Silvio Berlusconi, the three-time premier who was convicted yesterday of paying a minor for sex, is set to meet Italian Prime Minister Enrico Letta, underscoring his influence over the two-month-old coalition.
Today’s encounter in Rome, the last of Letta’s three meetings with party leaders this week, will test his ability to impose his policy agenda and curtail political bickering.
“Letta’s going to have to fight very hard to keep his boat on course,” said James Walston, a professor at the American University in Rome. The verdict “makes the Berlusconi supporters all the more hyped up and angry, and they’re going to be a lot tougher on completely irrelevant issues.”
Letta’s push to forge consensus on tax breaks and spending cuts, his remedy to end recession and reassure Italy’s European Union partners, was set back yesterday with the Berlusconi verdict. Berlusconi’s allies in parliament pledged to fight the conviction, which the 76-year-old billionaire rejected a political vendetta, and stepped up policy demands.

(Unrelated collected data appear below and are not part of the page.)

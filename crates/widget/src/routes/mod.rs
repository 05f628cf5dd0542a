//! HTTP route handlers for the widget service.
//!
//! # Route Structure
//!
//! ```text
//! GET  /health                 - Health check
//!
//! # Assistant
//! POST /api/assistant          - One utterance in, reply + results + cart out
//! GET  /api/speech             - WebSocket transcript transport
//!
//! # Catalogs
//! GET  /api/catalogue          - Active catalog (merchant feed or demo)
//! GET  /api/catalogue-partner  - Embedded partner feed
//!
//! # Browser plumbing
//! GET  /api/fetch?url=...      - Guarded JSON fetch proxy for the embed
//! POST /api/telemetry          - Fire-and-forget usage events
//!
//! # Cart (JSON)
//! GET  /cart                   - Current cart
//! POST /cart/add               - Add or merge a line
//! POST /cart/update            - Set quantity (0 removes)
//! POST /cart/remove            - Remove a line
//! POST /cart/clear             - Empty the cart
//!
//! # Embed
//! GET  /widget                 - Standalone widget page
//! GET  /widget.js              - Embeddable loader script
//! ```

pub mod assistant;
pub mod cart;
pub mod catalogue;
pub mod fetch_proxy;
pub mod speech;
pub mod telemetry;
pub mod widget;

use axum::{
    Router,
    routing::{get, post},
};
use tower_http::cors::{Any, CorsLayer};

use crate::middleware::{api_rate_limiter, proxy_rate_limiter};
use crate::state::AppState;

/// Health check endpoint.
async fn health() -> &'static str {
    "OK"
}

/// Create the cart routes router.
pub fn cart_routes() -> Router<AppState> {
    Router::new()
        .route("/", get(cart::show))
        .route("/add", post(cart::add))
        .route("/update", post(cart::update))
        .route("/remove", post(cart::remove))
        .route("/clear", post(cart::clear))
}

/// Create the API routes router.
///
/// Catalog endpoints get a permissive CORS layer: the loader script runs on
/// merchant pages, so these are cross-origin by design. The fetch proxy
/// gets its own tight rate limit.
pub fn api_routes() -> Router<AppState> {
    let cors = CorsLayer::new()
        .allow_origin(Any)
        .allow_methods(Any)
        .allow_headers(Any);

    Router::new()
        .route("/assistant", post(assistant::handle))
        .route("/speech", get(speech::upgrade))
        .route("/telemetry", post(telemetry::record))
        .route(
            "/catalogue",
            get(catalogue::active).layer(cors.clone()),
        )
        .route(
            "/catalogue-partner",
            get(catalogue::partner).layer(cors),
        )
        .route(
            "/fetch",
            get(fetch_proxy::fetch).layer(proxy_rate_limiter()),
        )
}

/// Create all routes for the widget service.
pub fn routes() -> Router<AppState> {
    Router::new()
        .route("/health", get(health))
        .nest("/api", api_routes())
        .nest("/cart", cart_routes())
        .route("/widget", get(widget::page))
        .route("/widget.js", get(widget::loader))
        .layer(api_rate_limiter())
}

/// Assemble the full application: routes, session layer, state.
///
/// Kept separate from `main` so router-level tests can drive the exact
/// production stack in-process.
pub fn app(state: AppState) -> Router {
    let session_layer = crate::middleware::create_session_layer();
    routes().layer(session_layer).with_state(state)
}

#[cfg(test)]
#[allow(clippy::unwrap_used)]
mod tests {
    use axum::Router;
    use axum::body::Body;
    use axum::http::{Request, StatusCode, header};
    use http_body_util::BodyExt;
    use serde_json::{Value, json};
    use tower::ServiceExt;

    use crate::config::WidgetConfig;
    use crate::state::AppState;

    fn test_app() -> Router {
        let state = AppState::new(WidgetConfig::default()).unwrap();
        super::app(state)
    }

    fn json_request(method: &str, uri: &str, body: Value) -> Request<Body> {
        Request::builder()
            .method(method)
            .uri(uri)
            .header(header::CONTENT_TYPE, "application/json")
            .body(Body::from(body.to_string()))
            .unwrap()
    }

    async fn json_body(response: axum::response::Response) -> Value {
        let bytes = response.into_body().collect().await.unwrap().to_bytes();
        serde_json::from_slice(&bytes).unwrap()
    }

    #[tokio::test]
    async fn test_health() {
        let response = test_app()
            .oneshot(Request::get("/health").body(Body::empty()).unwrap())
            .await
            .unwrap();
        assert_eq!(response.status(), StatusCode::OK);
    }

    #[tokio::test]
    async fn test_catalogue_returns_products() {
        let response = test_app()
            .oneshot(Request::get("/api/catalogue").body(Body::empty()).unwrap())
            .await
            .unwrap();
        assert_eq!(response.status(), StatusCode::OK);
        let body = json_body(response).await;
        assert!(!body.as_array().unwrap().is_empty());
    }

    #[tokio::test]
    async fn test_partner_catalogue_is_distinct() {
        let app = test_app();
        let demo = json_body(
            app.clone()
                .oneshot(Request::get("/api/catalogue").body(Body::empty()).unwrap())
                .await
                .unwrap(),
        )
        .await;
        let partner = json_body(
            app.oneshot(
                Request::get("/api/catalogue-partner")
                    .body(Body::empty())
                    .unwrap(),
            )
            .await
            .unwrap(),
        )
        .await;
        assert_ne!(demo, partner);
    }

    #[tokio::test]
    async fn test_fetch_proxy_requires_url() {
        let response = test_app()
            .oneshot(Request::get("/api/fetch").body(Body::empty()).unwrap())
            .await
            .unwrap();
        assert_eq!(response.status(), StatusCode::BAD_REQUEST);
    }

    #[tokio::test]
    async fn test_fetch_proxy_rejects_bad_scheme() {
        let response = test_app()
            .oneshot(
                Request::get("/api/fetch?url=file:///etc/passwd")
                    .body(Body::empty())
                    .unwrap(),
            )
            .await
            .unwrap();
        assert_eq!(response.status(), StatusCode::BAD_REQUEST);
    }

    #[tokio::test]
    async fn test_telemetry_accepts_json() {
        let response = test_app()
            .oneshot(json_request(
                "POST",
                "/api/telemetry",
                json!({ "event": "widget_opened" }),
            ))
            .await
            .unwrap();
        assert_eq!(response.status(), StatusCode::OK);
        assert_eq!(json_body(response).await, json!({ "ok": true }));
    }

    #[tokio::test]
    async fn test_telemetry_soft_fails_on_malformed_body() {
        let request = Request::post("/api/telemetry")
            .header(header::CONTENT_TYPE, "application/json")
            .body(Body::from("{not json"))
            .unwrap();
        let response = test_app().oneshot(request).await.unwrap();
        assert_eq!(response.status(), StatusCode::BAD_REQUEST);
        assert_eq!(json_body(response).await, json!({ "ok": false }));
    }

    #[tokio::test]
    async fn test_assistant_search_returns_results_and_trace() {
        let response = test_app()
            .oneshot(json_request(
                "POST",
                "/api/assistant",
                json!({ "utterance": "chemise bleue taille M a moins de 60 euros" }),
            ))
            .await
            .unwrap();
        assert_eq!(response.status(), StatusCode::OK);
        let body = json_body(response).await;
        assert_eq!(body["action"], "searched");
        assert_eq!(body["query"]["product_type"], "chemise");
        assert_eq!(body["query"]["color"], "bleu");
        assert_eq!(body["query"]["size"], "M");
        assert_eq!(body["query"]["price_max"], 60);
        assert_eq!(body["pass"], "strict");
        assert_eq!(body["results"][0]["id"], "chemise-lin-bleue");
    }

    #[tokio::test]
    async fn test_assistant_empty_utterance() {
        let response = test_app()
            .oneshot(json_request(
                "POST",
                "/api/assistant",
                json!({ "utterance": "   " }),
            ))
            .await
            .unwrap();
        let body = json_body(response).await;
        assert_eq!(body["action"], "heard_nothing");
    }

    #[tokio::test]
    async fn test_assistant_add_to_cart_updates_cart() {
        let response = test_app()
            .oneshot(json_request(
                "POST",
                "/api/assistant",
                json!({ "utterance": "ajoute la chemise bleue en M" }),
            ))
            .await
            .unwrap();
        assert_eq!(response.status(), StatusCode::OK);
        let body = json_body(response).await;
        assert_eq!(body["action"], "added_to_cart");
        assert_eq!(body["cart"][0]["variant_id"], "chemise-lin-bleue-m");
        assert_eq!(body["cart"][0]["quantity"], 1);
    }

    #[tokio::test]
    async fn test_assistant_clear_command_beats_add_words() {
        // "panier" is an add word; the clear command must win.
        let response = test_app()
            .oneshot(json_request(
                "POST",
                "/api/assistant",
                json!({ "utterance": "vide le panier" }),
            ))
            .await
            .unwrap();
        let body = json_body(response).await;
        assert_eq!(body["action"], "cleared_cart");
    }

    #[tokio::test]
    async fn test_cart_persists_across_requests() {
        let app = test_app();

        let add = app
            .clone()
            .oneshot(json_request(
                "POST",
                "/cart/add",
                json!({
                    "product_id": "baskets-noires",
                    "variant_id": "baskets-noires-41",
                    "quantity": 2
                }),
            ))
            .await
            .unwrap();
        assert_eq!(add.status(), StatusCode::OK);
        let cookie = add
            .headers()
            .get(header::SET_COOKIE)
            .unwrap()
            .to_str()
            .unwrap()
            .split(';')
            .next()
            .unwrap()
            .to_string();

        let show = app
            .oneshot(
                Request::get("/cart")
                    .header(header::COOKIE, cookie)
                    .body(Body::empty())
                    .unwrap(),
            )
            .await
            .unwrap();
        let body = json_body(show).await;
        assert_eq!(body[0]["variant_id"], "baskets-noires-41");
        assert_eq!(body[0]["quantity"], 2);
    }

    #[tokio::test]
    async fn test_cart_add_unknown_variant_is_404() {
        let response = test_app()
            .oneshot(json_request(
                "POST",
                "/cart/add",
                json!({ "product_id": "nope", "variant_id": "nope-m" }),
            ))
            .await
            .unwrap();
        assert_eq!(response.status(), StatusCode::NOT_FOUND);
    }

    #[tokio::test]
    async fn test_cart_update_zero_removes_line() {
        let app = test_app();
        let add = app
            .clone()
            .oneshot(json_request(
                "POST",
                "/cart/add",
                json!({
                    "product_id": "robe-rouge",
                    "variant_id": "robe-rouge-s",
                    "quantity": 1
                }),
            ))
            .await
            .unwrap();
        let cookie = add
            .headers()
            .get(header::SET_COOKIE)
            .unwrap()
            .to_str()
            .unwrap()
            .split(';')
            .next()
            .unwrap()
            .to_string();

        let update = app
            .oneshot(
                Request::post("/cart/update")
                    .header(header::CONTENT_TYPE, "application/json")
                    .header(header::COOKIE, cookie)
                    .body(Body::from(
                        json!({ "variant_id": "robe-rouge-s", "quantity": 0 }).to_string(),
                    ))
                    .unwrap(),
            )
            .await
            .unwrap();
        assert_eq!(update.status(), StatusCode::OK);
        let body = json_body(update).await;
        assert!(body.as_array().unwrap().is_empty());
    }

    #[tokio::test]
    async fn test_widget_page_and_loader_served() {
        let app = test_app();
        let page = app
            .clone()
            .oneshot(Request::get("/widget").body(Body::empty()).unwrap())
            .await
            .unwrap();
        assert_eq!(page.status(), StatusCode::OK);

        let loader = app
            .oneshot(Request::get("/widget.js").body(Body::empty()).unwrap())
            .await
            .unwrap();
        assert_eq!(loader.status(), StatusCode::OK);
        assert!(
            loader.headers()[header::CONTENT_TYPE]
                .to_str()
                .unwrap()
                .contains("javascript")
        );
    }

    #[tokio::test]
    async fn test_loader_forwards_merchant_options() {
        let app = test_app();
        let loader = app
            .clone()
            .oneshot(Request::get("/widget.js").body(Body::empty()).unwrap())
            .await
            .unwrap();
        let script = String::from_utf8(
            loader
                .into_body()
                .collect()
                .await
                .unwrap()
                .to_bytes()
                .to_vec(),
        )
        .unwrap();
        for attribute in ["data-catalog", "data-theme", "data-welcome", "data-width", "data-height"]
        {
            assert!(script.contains(attribute), "{attribute}");
        }

        let page = app
            .oneshot(Request::get("/widget").body(Body::empty()).unwrap())
            .await
            .unwrap();
        let html = String::from_utf8(
            page.into_body()
                .collect()
                .await
                .unwrap()
                .to_bytes()
                .to_vec(),
        )
        .unwrap();
        // The page must read the forwarded params and send `catalog` along
        // with each utterance.
        assert!(html.contains("location.search"));
        assert!(html.contains("catalog: catalogUrl"));
    }
}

A value-added tax increase being weighed by Letta was the object of an ultimatum by Renato Brunetta, chief whip of Berlusconi’s People of Liberty party in the lower house, Ansa reported, citing an interview with Radio Anch’io. Brunetta said he would bring down Letta if a planned VAT increase, scheduled to take effect on July 1, wasn’t postponed until at least the end of the year, Ansa reported.
Berlusconi was convicted by Milan court of paying a minor for sex and abusing the power of his office, Judge Giulia Turri said yesterday. The decision carries a seven-year prison sentence and lifetime ban from public office. Neither punishment will be enforced until all appeals are exhausted. Berlusconi may be spared jail, if the verdicts are ultimately upheld, due to his advanced age.
Italian 10-year bond yields fell 2 basis points to 4.82 percent at 1:04 p.m. in Rome after rising to a three-and-a-half month high yesterday. Shares in Mediaset SpA (MS), the broadcasting company founded and controlled by Berlusconi, rose 4.7 percent to 2.50 euros ($3.28). Milan-based Mediaset fell 5.3 percent yesterday.
The verdict occupied the front sections of Italy’s main newspapers, with most, including La Repubblica and Corriere Della Sera, saying the sentence was tougher than expected. Emilio Fede, a former anchor at one of Mediaset’s television stations, said in an interview with Repubblica that the live broadcast of the sentence “brought tears to my eyes.” Il Giornale, a newspaper owned by Berlusconi’s brother, ran a banner headline “Butchery.”